++++ DATA EXCERPTS

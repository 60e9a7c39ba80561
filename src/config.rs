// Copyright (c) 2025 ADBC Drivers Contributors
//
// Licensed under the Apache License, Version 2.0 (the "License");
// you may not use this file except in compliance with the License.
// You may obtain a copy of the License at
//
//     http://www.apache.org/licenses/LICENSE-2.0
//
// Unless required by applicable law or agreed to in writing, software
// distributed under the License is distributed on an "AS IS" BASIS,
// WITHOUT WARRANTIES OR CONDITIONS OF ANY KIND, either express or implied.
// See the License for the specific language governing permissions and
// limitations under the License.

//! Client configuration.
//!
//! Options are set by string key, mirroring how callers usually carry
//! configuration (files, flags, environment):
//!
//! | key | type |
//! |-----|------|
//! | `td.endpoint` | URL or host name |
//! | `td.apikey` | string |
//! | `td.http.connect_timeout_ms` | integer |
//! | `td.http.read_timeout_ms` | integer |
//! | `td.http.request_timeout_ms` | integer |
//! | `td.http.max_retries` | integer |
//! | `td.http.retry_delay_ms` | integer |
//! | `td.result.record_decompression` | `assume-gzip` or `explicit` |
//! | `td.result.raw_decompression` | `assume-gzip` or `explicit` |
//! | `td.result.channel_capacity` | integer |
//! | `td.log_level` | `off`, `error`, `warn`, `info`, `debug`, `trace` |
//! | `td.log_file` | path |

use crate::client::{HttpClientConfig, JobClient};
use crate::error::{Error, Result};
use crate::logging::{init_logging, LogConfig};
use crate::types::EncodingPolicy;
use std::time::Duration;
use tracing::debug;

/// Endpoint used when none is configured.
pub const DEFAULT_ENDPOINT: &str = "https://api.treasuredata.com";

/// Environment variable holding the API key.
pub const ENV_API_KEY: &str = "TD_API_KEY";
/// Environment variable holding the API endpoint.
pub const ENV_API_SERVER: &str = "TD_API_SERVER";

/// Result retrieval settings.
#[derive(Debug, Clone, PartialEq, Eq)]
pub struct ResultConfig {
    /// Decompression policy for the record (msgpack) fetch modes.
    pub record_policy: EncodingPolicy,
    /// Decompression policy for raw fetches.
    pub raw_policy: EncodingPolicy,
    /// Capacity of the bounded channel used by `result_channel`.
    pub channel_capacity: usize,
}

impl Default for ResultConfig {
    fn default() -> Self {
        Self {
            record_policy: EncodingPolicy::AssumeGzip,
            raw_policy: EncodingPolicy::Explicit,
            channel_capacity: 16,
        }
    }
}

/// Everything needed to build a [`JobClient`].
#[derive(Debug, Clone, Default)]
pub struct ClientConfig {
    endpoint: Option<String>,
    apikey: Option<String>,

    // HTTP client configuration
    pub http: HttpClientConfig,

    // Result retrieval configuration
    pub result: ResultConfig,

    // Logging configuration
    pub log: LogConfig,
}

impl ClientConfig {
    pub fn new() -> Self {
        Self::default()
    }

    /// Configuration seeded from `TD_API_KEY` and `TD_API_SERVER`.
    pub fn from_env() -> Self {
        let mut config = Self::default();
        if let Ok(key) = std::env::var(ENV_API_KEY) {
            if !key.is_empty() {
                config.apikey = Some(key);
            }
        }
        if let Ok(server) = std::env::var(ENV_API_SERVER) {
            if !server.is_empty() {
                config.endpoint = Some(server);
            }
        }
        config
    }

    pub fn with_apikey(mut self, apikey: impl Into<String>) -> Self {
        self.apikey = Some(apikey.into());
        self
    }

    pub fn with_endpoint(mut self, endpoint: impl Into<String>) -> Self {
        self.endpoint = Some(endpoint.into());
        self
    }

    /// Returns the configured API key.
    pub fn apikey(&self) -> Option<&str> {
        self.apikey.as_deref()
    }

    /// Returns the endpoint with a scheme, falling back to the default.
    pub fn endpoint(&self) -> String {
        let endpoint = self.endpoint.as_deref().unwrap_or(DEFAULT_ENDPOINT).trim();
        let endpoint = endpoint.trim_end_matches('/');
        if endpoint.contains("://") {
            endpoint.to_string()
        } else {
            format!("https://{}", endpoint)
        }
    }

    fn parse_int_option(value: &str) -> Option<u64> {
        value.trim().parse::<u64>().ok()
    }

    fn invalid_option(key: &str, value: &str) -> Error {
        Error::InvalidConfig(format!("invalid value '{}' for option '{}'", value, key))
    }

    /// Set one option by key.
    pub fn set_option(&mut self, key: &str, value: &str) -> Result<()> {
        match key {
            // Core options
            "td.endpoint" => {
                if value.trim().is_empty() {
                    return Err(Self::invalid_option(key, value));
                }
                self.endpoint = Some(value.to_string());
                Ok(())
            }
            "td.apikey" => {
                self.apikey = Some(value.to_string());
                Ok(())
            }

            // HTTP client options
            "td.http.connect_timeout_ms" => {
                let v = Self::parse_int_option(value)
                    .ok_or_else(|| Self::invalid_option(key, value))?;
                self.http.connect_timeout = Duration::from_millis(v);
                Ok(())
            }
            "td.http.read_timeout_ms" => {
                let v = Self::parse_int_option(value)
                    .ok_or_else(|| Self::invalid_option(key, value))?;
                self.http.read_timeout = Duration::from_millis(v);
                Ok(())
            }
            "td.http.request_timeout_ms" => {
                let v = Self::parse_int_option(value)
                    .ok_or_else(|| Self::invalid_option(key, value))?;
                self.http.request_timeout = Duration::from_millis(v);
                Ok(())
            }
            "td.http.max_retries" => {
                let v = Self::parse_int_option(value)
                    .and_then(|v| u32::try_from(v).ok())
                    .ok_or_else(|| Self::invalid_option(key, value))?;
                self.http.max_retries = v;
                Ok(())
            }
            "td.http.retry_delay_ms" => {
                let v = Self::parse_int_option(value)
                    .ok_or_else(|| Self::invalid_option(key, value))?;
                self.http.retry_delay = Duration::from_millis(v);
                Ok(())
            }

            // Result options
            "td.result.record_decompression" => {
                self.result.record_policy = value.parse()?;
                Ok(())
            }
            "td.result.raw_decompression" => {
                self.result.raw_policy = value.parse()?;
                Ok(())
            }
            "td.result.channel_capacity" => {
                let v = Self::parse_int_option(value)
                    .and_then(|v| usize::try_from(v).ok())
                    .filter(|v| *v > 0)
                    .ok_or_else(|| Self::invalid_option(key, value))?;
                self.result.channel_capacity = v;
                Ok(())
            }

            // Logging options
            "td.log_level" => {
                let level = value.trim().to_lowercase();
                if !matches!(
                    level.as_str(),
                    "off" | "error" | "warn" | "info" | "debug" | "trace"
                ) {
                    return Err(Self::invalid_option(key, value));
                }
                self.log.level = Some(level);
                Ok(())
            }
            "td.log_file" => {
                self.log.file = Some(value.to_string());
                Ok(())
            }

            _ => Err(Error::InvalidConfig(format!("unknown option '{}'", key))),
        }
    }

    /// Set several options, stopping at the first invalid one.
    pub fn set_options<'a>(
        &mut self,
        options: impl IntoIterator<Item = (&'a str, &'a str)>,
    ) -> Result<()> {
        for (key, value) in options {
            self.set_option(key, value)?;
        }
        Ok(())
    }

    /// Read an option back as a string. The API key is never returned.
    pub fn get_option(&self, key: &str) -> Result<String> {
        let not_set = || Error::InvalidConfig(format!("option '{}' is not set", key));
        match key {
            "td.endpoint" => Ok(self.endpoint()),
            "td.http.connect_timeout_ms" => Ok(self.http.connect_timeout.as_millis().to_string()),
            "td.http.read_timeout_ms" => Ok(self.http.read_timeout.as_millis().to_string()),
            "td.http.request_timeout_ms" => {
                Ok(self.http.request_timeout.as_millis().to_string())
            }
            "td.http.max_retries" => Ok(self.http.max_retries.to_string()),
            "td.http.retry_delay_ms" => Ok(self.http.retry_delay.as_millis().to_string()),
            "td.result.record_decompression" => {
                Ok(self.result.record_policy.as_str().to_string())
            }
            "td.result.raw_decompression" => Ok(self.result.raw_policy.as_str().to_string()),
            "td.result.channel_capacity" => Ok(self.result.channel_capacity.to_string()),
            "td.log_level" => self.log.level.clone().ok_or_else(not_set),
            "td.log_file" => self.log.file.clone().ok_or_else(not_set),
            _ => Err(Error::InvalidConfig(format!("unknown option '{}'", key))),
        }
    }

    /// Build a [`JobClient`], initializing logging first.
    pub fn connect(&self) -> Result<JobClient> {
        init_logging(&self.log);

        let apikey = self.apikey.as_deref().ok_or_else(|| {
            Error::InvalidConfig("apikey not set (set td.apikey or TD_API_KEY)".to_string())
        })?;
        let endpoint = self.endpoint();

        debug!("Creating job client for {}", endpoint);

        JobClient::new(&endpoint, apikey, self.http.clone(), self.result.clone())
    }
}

++++++++
++++ DATA EXCERPTS

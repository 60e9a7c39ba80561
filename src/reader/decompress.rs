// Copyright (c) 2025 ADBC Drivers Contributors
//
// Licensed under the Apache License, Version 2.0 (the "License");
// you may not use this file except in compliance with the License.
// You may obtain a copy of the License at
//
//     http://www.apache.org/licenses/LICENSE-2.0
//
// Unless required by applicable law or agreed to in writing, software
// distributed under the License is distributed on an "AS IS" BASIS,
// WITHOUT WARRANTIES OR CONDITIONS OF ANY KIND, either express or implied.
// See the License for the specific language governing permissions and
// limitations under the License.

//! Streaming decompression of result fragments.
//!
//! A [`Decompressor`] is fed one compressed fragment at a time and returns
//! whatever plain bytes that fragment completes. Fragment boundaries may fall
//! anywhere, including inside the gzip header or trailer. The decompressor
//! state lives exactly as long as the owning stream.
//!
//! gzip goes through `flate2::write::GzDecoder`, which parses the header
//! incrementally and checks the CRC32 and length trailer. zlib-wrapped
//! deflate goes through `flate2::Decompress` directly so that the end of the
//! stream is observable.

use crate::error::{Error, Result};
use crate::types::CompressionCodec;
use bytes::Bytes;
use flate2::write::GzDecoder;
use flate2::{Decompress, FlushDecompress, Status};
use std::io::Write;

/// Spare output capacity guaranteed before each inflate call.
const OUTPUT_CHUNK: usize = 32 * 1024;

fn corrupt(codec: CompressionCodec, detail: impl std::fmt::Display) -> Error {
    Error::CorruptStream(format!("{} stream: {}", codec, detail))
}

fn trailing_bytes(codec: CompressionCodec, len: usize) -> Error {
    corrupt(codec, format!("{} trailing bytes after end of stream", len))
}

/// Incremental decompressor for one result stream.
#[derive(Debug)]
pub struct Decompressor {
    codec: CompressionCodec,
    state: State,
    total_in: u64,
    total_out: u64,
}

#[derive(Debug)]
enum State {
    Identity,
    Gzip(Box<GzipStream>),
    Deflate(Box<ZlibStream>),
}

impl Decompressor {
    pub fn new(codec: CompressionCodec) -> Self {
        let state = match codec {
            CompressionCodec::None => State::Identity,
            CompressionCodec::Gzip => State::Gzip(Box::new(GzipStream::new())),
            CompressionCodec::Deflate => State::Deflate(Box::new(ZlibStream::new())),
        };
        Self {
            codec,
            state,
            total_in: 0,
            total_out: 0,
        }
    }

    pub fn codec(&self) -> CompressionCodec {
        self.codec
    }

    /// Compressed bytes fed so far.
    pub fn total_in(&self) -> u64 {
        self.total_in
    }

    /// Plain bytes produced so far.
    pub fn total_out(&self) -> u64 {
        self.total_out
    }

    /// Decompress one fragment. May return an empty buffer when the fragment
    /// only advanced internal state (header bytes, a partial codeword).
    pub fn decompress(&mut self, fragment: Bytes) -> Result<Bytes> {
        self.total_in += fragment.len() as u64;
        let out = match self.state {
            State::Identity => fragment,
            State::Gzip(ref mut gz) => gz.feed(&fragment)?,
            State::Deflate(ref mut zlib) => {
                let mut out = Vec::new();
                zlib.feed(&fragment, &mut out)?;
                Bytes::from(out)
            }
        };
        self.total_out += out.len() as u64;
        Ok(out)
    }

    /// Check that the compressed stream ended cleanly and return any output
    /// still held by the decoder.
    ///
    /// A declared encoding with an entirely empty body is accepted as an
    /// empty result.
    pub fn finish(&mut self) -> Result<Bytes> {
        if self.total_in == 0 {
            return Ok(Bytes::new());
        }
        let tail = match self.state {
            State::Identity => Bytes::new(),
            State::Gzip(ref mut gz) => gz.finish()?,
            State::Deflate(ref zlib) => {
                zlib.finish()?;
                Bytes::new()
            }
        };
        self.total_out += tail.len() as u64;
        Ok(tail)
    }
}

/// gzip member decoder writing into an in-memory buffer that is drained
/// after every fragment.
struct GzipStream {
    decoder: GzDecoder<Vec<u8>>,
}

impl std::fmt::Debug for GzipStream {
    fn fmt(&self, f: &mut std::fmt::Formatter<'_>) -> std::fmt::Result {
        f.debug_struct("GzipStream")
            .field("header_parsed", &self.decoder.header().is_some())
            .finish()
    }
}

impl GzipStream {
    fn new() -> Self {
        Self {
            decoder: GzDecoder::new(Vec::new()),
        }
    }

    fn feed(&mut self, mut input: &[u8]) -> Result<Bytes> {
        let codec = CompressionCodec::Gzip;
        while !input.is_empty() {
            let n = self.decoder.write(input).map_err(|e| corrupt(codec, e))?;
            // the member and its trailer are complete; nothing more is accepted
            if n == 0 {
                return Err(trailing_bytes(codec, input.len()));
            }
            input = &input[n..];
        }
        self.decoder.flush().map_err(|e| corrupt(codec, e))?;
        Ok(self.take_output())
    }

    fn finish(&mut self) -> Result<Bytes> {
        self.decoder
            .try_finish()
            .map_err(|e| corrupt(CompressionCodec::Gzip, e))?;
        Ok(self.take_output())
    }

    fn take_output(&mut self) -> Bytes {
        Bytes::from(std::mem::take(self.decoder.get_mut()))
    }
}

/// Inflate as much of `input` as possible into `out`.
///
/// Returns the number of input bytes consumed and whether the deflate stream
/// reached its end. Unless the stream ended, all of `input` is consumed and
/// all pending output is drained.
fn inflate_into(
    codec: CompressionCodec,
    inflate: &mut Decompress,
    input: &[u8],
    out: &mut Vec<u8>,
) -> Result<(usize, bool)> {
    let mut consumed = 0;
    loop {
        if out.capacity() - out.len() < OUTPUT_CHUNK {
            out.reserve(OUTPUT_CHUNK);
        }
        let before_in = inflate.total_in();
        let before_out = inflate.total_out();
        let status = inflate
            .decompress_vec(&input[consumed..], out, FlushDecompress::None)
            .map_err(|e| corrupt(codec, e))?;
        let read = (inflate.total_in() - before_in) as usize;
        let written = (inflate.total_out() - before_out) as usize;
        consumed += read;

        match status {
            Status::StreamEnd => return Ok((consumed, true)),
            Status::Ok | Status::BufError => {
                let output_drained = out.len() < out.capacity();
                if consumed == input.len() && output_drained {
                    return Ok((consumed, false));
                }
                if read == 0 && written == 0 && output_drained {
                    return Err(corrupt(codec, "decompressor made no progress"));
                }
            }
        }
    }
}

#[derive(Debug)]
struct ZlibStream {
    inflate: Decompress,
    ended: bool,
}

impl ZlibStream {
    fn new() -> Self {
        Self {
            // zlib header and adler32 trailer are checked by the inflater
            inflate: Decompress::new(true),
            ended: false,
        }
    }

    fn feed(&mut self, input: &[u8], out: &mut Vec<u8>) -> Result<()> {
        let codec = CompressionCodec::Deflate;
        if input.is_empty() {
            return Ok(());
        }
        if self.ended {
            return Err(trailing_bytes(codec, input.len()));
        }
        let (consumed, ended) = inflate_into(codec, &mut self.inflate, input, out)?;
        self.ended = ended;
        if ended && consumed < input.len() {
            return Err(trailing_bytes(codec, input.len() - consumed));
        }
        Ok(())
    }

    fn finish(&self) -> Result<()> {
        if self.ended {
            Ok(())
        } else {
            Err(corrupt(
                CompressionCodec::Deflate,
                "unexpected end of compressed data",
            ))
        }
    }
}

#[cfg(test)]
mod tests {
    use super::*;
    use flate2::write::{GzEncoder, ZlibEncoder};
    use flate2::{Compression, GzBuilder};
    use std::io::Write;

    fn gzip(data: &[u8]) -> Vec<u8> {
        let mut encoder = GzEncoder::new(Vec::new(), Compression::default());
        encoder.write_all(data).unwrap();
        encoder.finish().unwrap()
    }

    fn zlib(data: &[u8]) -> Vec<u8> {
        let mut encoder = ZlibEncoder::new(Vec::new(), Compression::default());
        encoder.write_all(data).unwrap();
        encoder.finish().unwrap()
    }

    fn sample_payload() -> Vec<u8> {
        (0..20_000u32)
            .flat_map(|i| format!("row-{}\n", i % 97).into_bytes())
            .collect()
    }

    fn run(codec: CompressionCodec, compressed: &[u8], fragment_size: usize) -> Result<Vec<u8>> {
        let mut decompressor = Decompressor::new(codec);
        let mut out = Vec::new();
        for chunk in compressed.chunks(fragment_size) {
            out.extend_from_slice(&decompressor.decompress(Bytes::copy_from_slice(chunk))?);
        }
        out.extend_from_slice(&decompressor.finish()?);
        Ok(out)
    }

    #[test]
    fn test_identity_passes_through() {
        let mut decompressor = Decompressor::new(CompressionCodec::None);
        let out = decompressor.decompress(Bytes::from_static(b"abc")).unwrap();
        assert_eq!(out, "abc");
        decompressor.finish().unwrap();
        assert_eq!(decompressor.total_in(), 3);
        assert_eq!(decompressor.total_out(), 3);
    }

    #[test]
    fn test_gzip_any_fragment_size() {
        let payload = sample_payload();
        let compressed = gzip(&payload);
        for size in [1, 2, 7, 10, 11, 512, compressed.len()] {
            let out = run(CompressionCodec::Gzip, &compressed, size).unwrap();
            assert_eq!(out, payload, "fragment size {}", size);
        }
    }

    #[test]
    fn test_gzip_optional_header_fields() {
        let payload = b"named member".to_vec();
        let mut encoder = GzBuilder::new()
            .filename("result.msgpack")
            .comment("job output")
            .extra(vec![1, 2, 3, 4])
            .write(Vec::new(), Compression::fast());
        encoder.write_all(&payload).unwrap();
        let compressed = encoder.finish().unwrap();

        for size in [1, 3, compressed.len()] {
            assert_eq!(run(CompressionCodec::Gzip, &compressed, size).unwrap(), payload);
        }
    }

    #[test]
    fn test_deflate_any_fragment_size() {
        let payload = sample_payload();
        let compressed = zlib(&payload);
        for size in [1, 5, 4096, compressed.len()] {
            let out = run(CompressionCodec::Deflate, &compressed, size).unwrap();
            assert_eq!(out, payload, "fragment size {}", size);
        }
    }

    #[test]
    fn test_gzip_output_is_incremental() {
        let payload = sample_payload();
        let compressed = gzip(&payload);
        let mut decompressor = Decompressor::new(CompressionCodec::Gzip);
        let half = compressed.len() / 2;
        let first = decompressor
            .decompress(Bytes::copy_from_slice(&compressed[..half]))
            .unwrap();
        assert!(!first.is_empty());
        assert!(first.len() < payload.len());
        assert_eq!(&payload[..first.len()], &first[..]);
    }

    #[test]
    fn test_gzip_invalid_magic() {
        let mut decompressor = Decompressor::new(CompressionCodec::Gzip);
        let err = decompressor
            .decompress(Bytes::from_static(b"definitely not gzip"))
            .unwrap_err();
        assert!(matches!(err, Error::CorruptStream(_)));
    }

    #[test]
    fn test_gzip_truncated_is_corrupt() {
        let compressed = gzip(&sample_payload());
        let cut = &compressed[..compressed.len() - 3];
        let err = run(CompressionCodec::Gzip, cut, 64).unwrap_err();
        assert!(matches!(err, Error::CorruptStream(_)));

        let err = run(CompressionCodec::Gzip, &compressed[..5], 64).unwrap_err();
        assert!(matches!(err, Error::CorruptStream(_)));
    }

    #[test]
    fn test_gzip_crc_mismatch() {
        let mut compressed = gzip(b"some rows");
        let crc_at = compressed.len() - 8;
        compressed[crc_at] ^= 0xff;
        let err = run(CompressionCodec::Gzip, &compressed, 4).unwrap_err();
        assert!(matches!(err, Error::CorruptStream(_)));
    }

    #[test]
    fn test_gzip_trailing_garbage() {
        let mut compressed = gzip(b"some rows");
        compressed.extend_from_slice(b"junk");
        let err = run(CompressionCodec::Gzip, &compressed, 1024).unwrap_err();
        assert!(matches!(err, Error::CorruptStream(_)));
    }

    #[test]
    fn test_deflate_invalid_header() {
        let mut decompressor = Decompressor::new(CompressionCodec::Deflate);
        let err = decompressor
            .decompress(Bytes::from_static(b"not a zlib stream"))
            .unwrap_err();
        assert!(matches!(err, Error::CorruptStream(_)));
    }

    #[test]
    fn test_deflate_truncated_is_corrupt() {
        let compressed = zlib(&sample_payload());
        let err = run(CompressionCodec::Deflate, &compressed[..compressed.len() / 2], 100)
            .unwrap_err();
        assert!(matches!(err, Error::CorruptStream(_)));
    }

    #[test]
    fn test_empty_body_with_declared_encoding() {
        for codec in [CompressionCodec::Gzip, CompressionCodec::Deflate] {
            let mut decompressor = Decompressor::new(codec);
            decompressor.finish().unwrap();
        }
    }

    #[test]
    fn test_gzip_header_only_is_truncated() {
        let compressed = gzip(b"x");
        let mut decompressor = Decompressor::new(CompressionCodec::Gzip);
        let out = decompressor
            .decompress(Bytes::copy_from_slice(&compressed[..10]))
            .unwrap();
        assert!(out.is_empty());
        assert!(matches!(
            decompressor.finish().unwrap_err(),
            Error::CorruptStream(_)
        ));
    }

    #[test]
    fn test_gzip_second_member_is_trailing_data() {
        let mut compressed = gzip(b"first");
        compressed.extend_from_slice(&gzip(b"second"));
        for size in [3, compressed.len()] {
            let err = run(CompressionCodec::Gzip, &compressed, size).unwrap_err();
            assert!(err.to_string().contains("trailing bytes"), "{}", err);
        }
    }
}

++++++++
++++ DATA EXCERPTS

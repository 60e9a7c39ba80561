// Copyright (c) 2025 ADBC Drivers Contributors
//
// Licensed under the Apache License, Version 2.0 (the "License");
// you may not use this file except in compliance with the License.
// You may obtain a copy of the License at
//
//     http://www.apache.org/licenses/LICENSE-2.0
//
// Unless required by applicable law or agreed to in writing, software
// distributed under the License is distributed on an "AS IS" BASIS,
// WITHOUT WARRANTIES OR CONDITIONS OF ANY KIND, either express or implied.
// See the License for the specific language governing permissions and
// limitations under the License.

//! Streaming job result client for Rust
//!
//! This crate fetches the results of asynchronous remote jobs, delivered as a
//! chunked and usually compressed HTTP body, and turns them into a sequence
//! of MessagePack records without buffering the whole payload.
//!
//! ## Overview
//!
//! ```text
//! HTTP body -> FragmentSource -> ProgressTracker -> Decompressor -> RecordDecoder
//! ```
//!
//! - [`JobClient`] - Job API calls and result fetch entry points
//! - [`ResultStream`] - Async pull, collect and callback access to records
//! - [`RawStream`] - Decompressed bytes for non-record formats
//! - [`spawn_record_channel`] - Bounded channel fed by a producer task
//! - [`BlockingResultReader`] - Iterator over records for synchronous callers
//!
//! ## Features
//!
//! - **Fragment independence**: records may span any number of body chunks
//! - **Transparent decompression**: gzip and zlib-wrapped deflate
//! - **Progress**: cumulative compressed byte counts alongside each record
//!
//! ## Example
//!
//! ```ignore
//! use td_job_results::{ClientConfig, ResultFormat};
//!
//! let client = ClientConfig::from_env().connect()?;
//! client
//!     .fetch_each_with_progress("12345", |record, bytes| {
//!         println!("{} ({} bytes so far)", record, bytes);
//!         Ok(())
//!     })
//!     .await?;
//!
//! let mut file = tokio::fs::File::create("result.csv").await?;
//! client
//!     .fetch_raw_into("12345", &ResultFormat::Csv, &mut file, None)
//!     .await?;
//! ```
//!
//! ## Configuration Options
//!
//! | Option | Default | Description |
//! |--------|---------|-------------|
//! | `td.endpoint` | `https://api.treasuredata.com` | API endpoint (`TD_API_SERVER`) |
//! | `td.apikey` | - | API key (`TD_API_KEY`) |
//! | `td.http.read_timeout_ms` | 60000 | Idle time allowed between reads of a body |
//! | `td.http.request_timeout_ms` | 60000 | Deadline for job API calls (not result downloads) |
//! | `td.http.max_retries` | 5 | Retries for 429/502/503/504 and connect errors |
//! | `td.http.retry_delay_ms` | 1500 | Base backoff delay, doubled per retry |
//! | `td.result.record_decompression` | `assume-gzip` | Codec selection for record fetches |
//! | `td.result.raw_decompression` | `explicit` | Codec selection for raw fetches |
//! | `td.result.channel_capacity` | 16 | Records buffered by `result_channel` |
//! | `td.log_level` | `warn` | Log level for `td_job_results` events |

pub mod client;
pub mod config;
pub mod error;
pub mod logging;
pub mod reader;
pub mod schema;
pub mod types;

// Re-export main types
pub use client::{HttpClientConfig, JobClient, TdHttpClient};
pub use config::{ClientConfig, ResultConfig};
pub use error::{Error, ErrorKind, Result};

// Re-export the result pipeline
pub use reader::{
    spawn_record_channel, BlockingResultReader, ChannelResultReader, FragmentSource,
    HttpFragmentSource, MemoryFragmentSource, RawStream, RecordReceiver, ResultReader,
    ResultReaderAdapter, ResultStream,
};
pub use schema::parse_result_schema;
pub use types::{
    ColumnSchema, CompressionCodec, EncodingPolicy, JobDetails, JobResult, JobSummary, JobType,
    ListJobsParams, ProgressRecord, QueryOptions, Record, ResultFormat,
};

++++++++

» **WORK TO COMPLETE**
Starting at the line above that holds "pub struct Decompressor" and ending at the line that holds "pub fn new(codec: CompressionCodec)", transcribe each line exactly and include no other lines.

» **COMPLETED TASK**
pub struct Decompressor {
    codec: CompressionCodec,
    state: State,
    total_in: u64,
    total_out: u64,
}

#[derive(Debug)]
enum State {
    Identity,
    Gzip(Box<GzipStream>),
    Deflate(Box<ZlibStream>),
}

impl Decompressor {
    pub fn new(codec: CompressionCodec) -> Self {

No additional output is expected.